CS180 Final Project

Yuze Zhang

Project 1: Image Quilting

Randomly Sampled Texture

Objective: Generate a basic output texture using randomly sampled patches from the input texture to understand the foundational process of texture synthesis.

This step involves generating an output image by randomly sampling square patches from a given input texture sample. The patches are tiled sequentially starting from the upper-left corner until the output image size is reached. Any remaining space that cannot be filled with a full patch is left with black borders. First, I will match the element in the top-left corner of the image to the top-left corner of the output. Then, recursively in row and column order, each patch will be filled with random patches from the original image. In this step, we do not need to consider the overlap between patches.

Parameters: output size: 200, patch size: 15

Results

origin

Ramdom Sampled Texture

origin

Ramdom Sampled Texture

Overlapping Patches

Objective: Improve texture coherence by using overlapping regions between patches and selecting patches based on similarity.
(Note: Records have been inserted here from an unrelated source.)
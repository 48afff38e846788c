//! Core types and utilities for ClosePulse

#![forbid(unsafe_code)]
#![warn(
    clippy::all,
    clippy::pedantic,
    clippy::nursery,
    missing_docs,
    rust_2018_idioms
)]

pub mod config;
pub mod error;
pub mod types;
pub mod utils;

// Re-export commonly used types
pub use config::{Config, LoggingConfig};
pub use error::{Error, Result};
pub use types::{
    ActionOutcome, CallId, CallRecord, Outcome, PatternGroup, PatternItem, ProgressTone,
    Sentiment, Session, SessionSnapshot, SessionState,
};

/// Keeps the background log writer alive; drop it only at shutdown
pub use tracing_appender::non_blocking::WorkerGuard;

/// Initialize the logging system
///
/// `RUST_LOG` takes precedence over the configured level. When a log file is
/// configured the returned guard must be held until the process exits.
///
/// # Errors
///
/// Returns an error if the level cannot be parsed or a global subscriber is
/// already installed.
pub fn init_logging(config: &LoggingConfig) -> Result<Option<WorkerGuard>> {
    use tracing_subscriber::{
        EnvFilter, fmt::writer::BoxMakeWriter, layer::SubscriberExt, util::SubscriberInitExt,
    };

    let env_filter = EnvFilter::try_from_default_env()
        .or_else(|_| EnvFilter::try_new(&config.level))
        .map_err(|e| Error::configuration(format!("Invalid log level '{}': {e}", config.level)))?;

    let (writer, guard) = match &config.file {
        Some(path) => {
            let directory = path.parent().unwrap_or_else(|| std::path::Path::new("."));
            let file_name = path
                .file_name()
                .ok_or_else(|| Error::configuration("logging.file has no file name"))?;
            let appender = tracing_appender::rolling::never(directory, file_name);
            let (non_blocking, guard) = tracing_appender::non_blocking(appender);
            (BoxMakeWriter::new(non_blocking), Some(guard))
        }
        None => (BoxMakeWriter::new(std::io::stderr), None),
    };

    let registry = tracing_subscriber::registry().with(env_filter);
    let installed = if config.format == "json" {
        registry
            .with(tracing_subscriber::fmt::layer().json().with_writer(writer))
            .try_init()
    } else {
        registry
            .with(tracing_subscriber::fmt::layer().pretty().with_writer(writer))
            .try_init()
    };
    installed.map_err(|e| Error::configuration(format!("Logging already initialized: {e}")))?;

    Ok(guard)
}
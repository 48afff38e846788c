//! Error types for ClosePulse

use std::{error::Error as StdError, fmt};

/// Main error type for ClosePulse
#[derive(Debug)]
pub enum Error {
    /// I/O error
    Io(std::io::Error),

    /// Configuration error
    Configuration {
        /// Error message
        message: String,
    },

    /// Required input missing or malformed
    Validation {
        /// Field that failed validation
        field: String,
        /// Validation error message
        message: String,
    },

    /// Credential mismatch
    Authentication(String),

    /// Stored state could not be read, parsed or written
    Persistence {
        /// Storage key involved
        key: String,
        /// Error message
        message: String,
    },

    /// Not found error
    NotFound {
        /// Resource that was not found
        resource: String,
    },

    /// Serialization error
    Serialization(serde_json::Error),

    /// Catch-all for failures nobody anticipated
    Unexpected(String),
}

/// Result type alias using our Error type
pub type Result<T> = std::result::Result<T, Error>;

impl Error {
    /// Create a validation error for `field`
    pub fn validation(field: impl Into<String>, message: impl Into<String>) -> Self {
        Self::Validation {
            field: field.into(),
            message: message.into(),
        }
    }

    /// Create a configuration error
    pub fn configuration(message: impl Into<String>) -> Self {
        Self::Configuration {
            message: message.into(),
        }
    }

    /// Create a not found error
    pub fn not_found(resource: impl Into<String>) -> Self {
        Self::NotFound {
            resource: resource.into(),
        }
    }
}

impl fmt::Display for Error {
    fn fmt(&self, f: &mut fmt::Formatter<'_>) -> fmt::Result {
        match self {
            Self::Io(err) => write!(f, "I/O error: {err}"),
            Self::Configuration { message } => write!(f, "Configuration error: {message}"),
            Self::Validation { field, message } => {
                write!(f, "Validation error: {field} - {message}")
            }
            Self::Authentication(msg) => write!(f, "Authentication failed: {msg}"),
            Self::Persistence { key, message } => {
                write!(f, "Persistence error for '{key}': {message}")
            }
            Self::NotFound { resource } => write!(f, "Resource not found: {resource}"),
            Self::Serialization(err) => write!(f, "Serialization error: {err}"),
            Self::Unexpected(msg) => write!(f, "Unexpected error: {msg}"),
        }
    }
}

impl StdError for Error {
    fn source(&self) -> Option<&(dyn StdError + 'static)> {
        match self {
            Self::Io(err) => Some(err),
            Self::Serialization(err) => Some(err),
            _ => None,
        }
    }
}

impl From<std::io::Error> for Error {
    fn from(err: std::io::Error) -> Self {
        Self::Io(err)
    }
}

impl From<serde_json::Error> for Error {
    fn from(err: serde_json::Error) -> Self {
        Self::Serialization(err)
    }
}

impl From<validator::ValidationErrors> for Error {
    fn from(errors: validator::ValidationErrors) -> Self {
        let field = errors
            .field_errors()
            .keys()
            .next()
            .map_or_else(|| "record".to_string(), ToString::to_string);
        Self::Validation {
            field,
            message: errors.to_string(),
        }
    }
}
In this step, overlapping patches are used to ensure better coherence between adjacent patches. Overlapping regions are evaluated based on their similarity using the Sum of Squared Differences (SSD). Patches are chosen randomly from those with SSD costs below a defined threshold (tol) To enhance the generative capability of the algorithm, I select the tol patches with the lowest cost and randomly choose one from these patches to fill in. When tol is large, the algorithm has stronger generative ability, but mismatched patterns may occur; when tol is small, the patterns are more uniform, but the ability to generate new content is limited.

Parameters: output size: 300, patch size: 25, overlap: 11, tolerance: 3

Results

origin

quilt simple tol=5

quilt simple tol=3

quilt simple tol=1

Seam Finding

Objective: Eliminate visible seams in overlapping patches by computing optimal seams for blending overlapping regions.

This step introduces seam finding to remove visible edge artifacts in overlapping patches. A minimum-cost path is computed through the overlapping region, blending pixels from both patches based on similarity. To avoid obvious edges in the stitching between patches, I find the path with the minimum cost and create a mask based on this path. The parts of the patch corresponding to the mask value of 1 are then stitched into the image, achieving a better visual effect.

Results

patch

SSD cost

overlap

top overlap

left overlap

mask

horizontal mask

vertical mask

one step

origin

output

Additional Quilting Results

Objective: Demonstrate the versatility and effectiveness of the quilting algorithm by applying it to new input textures and producing high-quality results.

Apply the quilting algorithm (with seam finding) on different input textures to produce creative and realistic outputs. The output images should be larger than the input texture sample to demonstrate the algorithm's scalability.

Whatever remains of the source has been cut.